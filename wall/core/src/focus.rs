//! Focus Controller
//!
//! Selecting a card freezes the wall, brings the card to the middle and dims
//! everything else. Dismissing it restores the card to where it was and lets
//! the wall drift again.
//!
//! # State Machine
//!
//! ```text
//!            focus(id)                       unfocus()
//!   Idle ───────────────► Focused { id } ───────────────► Idle
//!    ▲ │ unfocus(): no-op     │ focus(other): no-op
//!    └─┘                      └──────┘
//! ```
//!
//! The motion scheduler is paused exactly while a card is focused.

use std::time::Instant;

use crate::entry::EntryId;
use crate::geometry::{Extent, Vec2};
use crate::motion::{MotionScheduler, TickScheduler};
use crate::registry::EntityRegistry;

/// Who is focused
#[derive(Debug, Clone, Copy, Default, PartialEq)]
enum FocusState {
    /// Nothing is focused
    #[default]
    Idle,
    /// One card is centered and elevated
    Focused {
        /// The focused card
        id: EntryId,
        /// Where the card was before it was centered
        home: Vec2,
    },
}

/// What a focus request did
#[derive(Debug, Clone, Copy, PartialEq, Eq)]
pub enum FocusOutcome {
    /// The card is now focused
    Focused,
    /// Another card (or this one) is already focused; nothing changed
    AlreadyFocused,
    /// No card with that id; nothing changed
    UnknownEntity,
    /// Focus was released
    Unfocused,
    /// Nothing was focused; nothing changed
    NotFocused,
}

impl FocusOutcome {
    /// Whether the request changed anything
    #[must_use]
    pub fn changed(self) -> bool {
        matches!(self, Self::Focused | Self::Unfocused)
    }
}

/// How a card should be drawn
#[derive(Debug, Clone, Copy, PartialEq, Eq)]
pub enum Appearance {
    /// Regular drifting card
    Normal,
    /// The focused card
    Focused,
    /// Any card while another one is focused
    Dimmed,
}

/// Owns the answer to "who is focused"
#[derive(Debug, Default)]
pub struct FocusController {
    state: FocusState,
}

impl FocusController {
    /// Start idle
    #[must_use]
    pub fn new() -> Self {
        Self::default()
    }

    /// The focused card, if any
    #[must_use]
    pub fn focused(&self) -> Option<EntryId> {
        match self.state {
            FocusState::Idle => None,
            FocusState::Focused { id, .. } => Some(id),
        }
    }

    /// Focus a card: pause the wall and center the card
    pub fn focus<Q: TickScheduler>(
        &mut self,
        id: EntryId,
        registry: &mut EntityRegistry,
        scheduler: &mut MotionScheduler<Q>,
    ) -> FocusOutcome {
        if let FocusState::Focused { id: current, .. } = self.state {
            tracing::debug!(requested = %id, %current, "Focus ignored, already focused");
            return FocusOutcome::AlreadyFocused;
        }
        if !registry.has(id) {
            tracing::debug!(%id, "Focus ignored, unknown card");
            return FocusOutcome::UnknownEntity;
        }

        scheduler.pause(registry);
        let bounds = scheduler.bounds();
        let Some(card) = registry.get_mut(id) else {
            return FocusOutcome::UnknownEntity;
        };
        let home = card.motion.position;
        card.motion.position = bounds.centered(card.size);

        self.state = FocusState::Focused { id, home };
        tracing::info!(%id, "Card focused");
        FocusOutcome::Focused
    }

    /// Release focus: restore the card and resume the wall at `now`
    pub fn unfocus<Q: TickScheduler>(
        &mut self,
        registry: &mut EntityRegistry,
        scheduler: &mut MotionScheduler<Q>,
        now: Instant,
    ) -> FocusOutcome {
        let FocusState::Focused { id, home } = self.state else {
            return FocusOutcome::NotFocused;
        };

        let bounds = scheduler.bounds();
        if let Some(card) = registry.get_mut(id) {
            card.motion.position = bounds.clamp(card.size, home);
        }

        self.state = FocusState::Idle;
        scheduler.resume(registry, now, None);
        tracing::info!(%id, "Card unfocused");
        FocusOutcome::Unfocused
    }

    /// Keep the focused card centered after a resize
    pub fn recenter(&self, registry: &mut EntityRegistry, bounds: Extent) {
        if let Some(card) = self.focused().and_then(|id| registry.get_mut(id)) {
            card.motion.position = bounds.centered(card.size);
        }
    }

    /// How the card with `id` should be drawn
    #[must_use]
    pub fn appearance(&self, id: EntryId) -> Appearance {
        match self.focused() {
            None => Appearance::Normal,
            Some(focused) if focused == id => Appearance::Focused,
            Some(_) => Appearance::Dimmed,
        }
    }

    /// Stacking order: higher draws on top
    #[must_use]
    pub fn z_order(&self, id: EntryId) -> u8 {
        u8::from(self.focused() == Some(id))
    }

    /// Forget the focus without touching the scheduler (teardown only)
    pub(crate) fn reset(&mut self) {
        self.state = FocusState::Idle;
    }
}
..........
◆ **Exercise description**
Output the records in full. Keep every character as it is.

◆ **Answer to the exercise**
filename wall/core/src/focus.rs
//! Focus Controller
//!
//! Selecting a card freezes the wall, brings the card to the middle and dims
//! everything else. Dismissing it restores the card to where it was and lets
//! the wall drift again.
//!
//! # State Machine
//!
//! ```text
//!            focus(id)                       unfocus()
//!   Idle ───────────────► Focused { id } ───────────────► Idle
//!    ▲ │ unfocus(): no-op     │ focus(other): no-op
//!    └─┘                      └──────┘
//! ```
//!
//! The motion scheduler is paused exactly while a card is focused.

use std::time::Instant;

use crate::entry::EntryId;
use crate::geometry::{Extent, Vec2};
use crate::motion::{MotionScheduler, TickScheduler};
use crate::registry::EntityRegistry;

/// Who is focused
#[derive(Debug, Clone, Copy, Default, PartialEq)]
enum FocusState {
    /// Nothing is focused
    #[default]
    Idle,
    /// One card is centered and elevated
    Focused {
        /// The focused card
        id: EntryId,
        /// Where the card was before it was centered
        home: Vec2,
    },
}

/// What a focus request did
#[derive(Debug, Clone, Copy, PartialEq, Eq)]
pub enum FocusOutcome {
    /// The card is now focused
    Focused,
    /// Another card (or this one) is already focused; nothing changed
    AlreadyFocused,
    /// No card with that id; nothing changed
    UnknownEntity,
    /// Focus was released
    Unfocused,
    /// Nothing was focused; nothing changed
    NotFocused,
}

impl FocusOutcome {
    /// Whether the request changed anything
    #[must_use]
    pub fn changed(self) -> bool {
        matches!(self, Self::Focused | Self::Unfocused)
    }
}

/// How a card should be drawn
#[derive(Debug, Clone, Copy, PartialEq, Eq)]
pub enum Appearance {
    /// Regular drifting card
    Normal,
    /// The focused card
    Focused,
    /// Any card while another one is focused
    Dimmed,
}

/// Owns the answer to "who is focused"
#[derive(Debug, Default)]
pub struct FocusController {
    state: FocusState,
}

impl FocusController {
    /// Start idle
    #[must_use]
    pub fn new() -> Self {
        Self::default()
    }

    /// The focused card, if any
    #[must_use]
    pub fn focused(&self) -> Option<EntryId> {
        match self.state {
            FocusState::Idle => None,
            FocusState::Focused { id, .. } => Some(id),
        }
    }

    /// Focus a card: pause the wall and center the card
    pub fn focus<Q: TickScheduler>(
        &mut self,
        id: EntryId,
        registry: &mut EntityRegistry,
        scheduler: &mut MotionScheduler<Q>,
    ) -> FocusOutcome {
        if let FocusState::Focused { id: current, .. } = self.state {
            tracing::debug!(requested = %id, %current, "Focus ignored, already focused");
            return FocusOutcome::AlreadyFocused;
        }
        if !registry.has(id) {
            tracing::debug!(%id, "Focus ignored, unknown card");
            return FocusOutcome::UnknownEntity;
        }

        scheduler.pause(registry);
        let bounds = scheduler.bounds();
        let Some(card) = registry.get_mut(id) else {
            return FocusOutcome::UnknownEntity;
        };
        let home = card.motion.position;
        card.motion.position = bounds.centered(card.size);

        self.state = FocusState::Focused { id, home };
        tracing::info!(%id, "Card focused");
        FocusOutcome::Focused
    }

    /// Release focus: restore the card and resume the wall at `now`
    pub fn unfocus<Q: TickScheduler>(
        &mut self,
        registry: &mut EntityRegistry,
        scheduler: &mut MotionScheduler<Q>,
        now: Instant,
    ) -> FocusOutcome {
        let FocusState::Focused { id, home } = self.state else {
            return FocusOutcome::NotFocused;
        };

        let bounds = scheduler.bounds();
        if let Some(card) = registry.get_mut(id) {
            card.motion.position = bounds.clamp(card.size, home);
        }

        self.state = FocusState::Idle;
        scheduler.resume(registry, now, None);
        tracing::info!(%id, "Card unfocused");
        FocusOutcome::Unfocused
    }

    /// Keep the focused card centered after a resize
    pub fn recenter(&self, registry: &mut EntityRegistry, bounds: Extent) {
        if let Some(card) = self.focused().and_then(|id| registry.get_mut(id)) {
            card.motion.position = bounds.centered(card.size);
        }
    }

    /// How the card with `id` should be drawn
    #[must_use]
    pub fn appearance(&self, id: EntryId) -> Appearance {
        match self.focused() {
            None => Appearance::Normal,
            Some(focused) if focused == id => Appearance::Focused,
            Some(_) => Appearance::Dimmed,
        }
    }

    /// Stacking order: higher draws on top
    #[must_use]
    pub fn z_order(&self, id: EntryId) -> u8 {
        u8::from(self.focused() == Some(id))
    }

    /// Forget the focus without touching the scheduler (teardown only)
    pub(crate) fn reset(&mut self) {
        self.state = FocusState::Idle;
    }
}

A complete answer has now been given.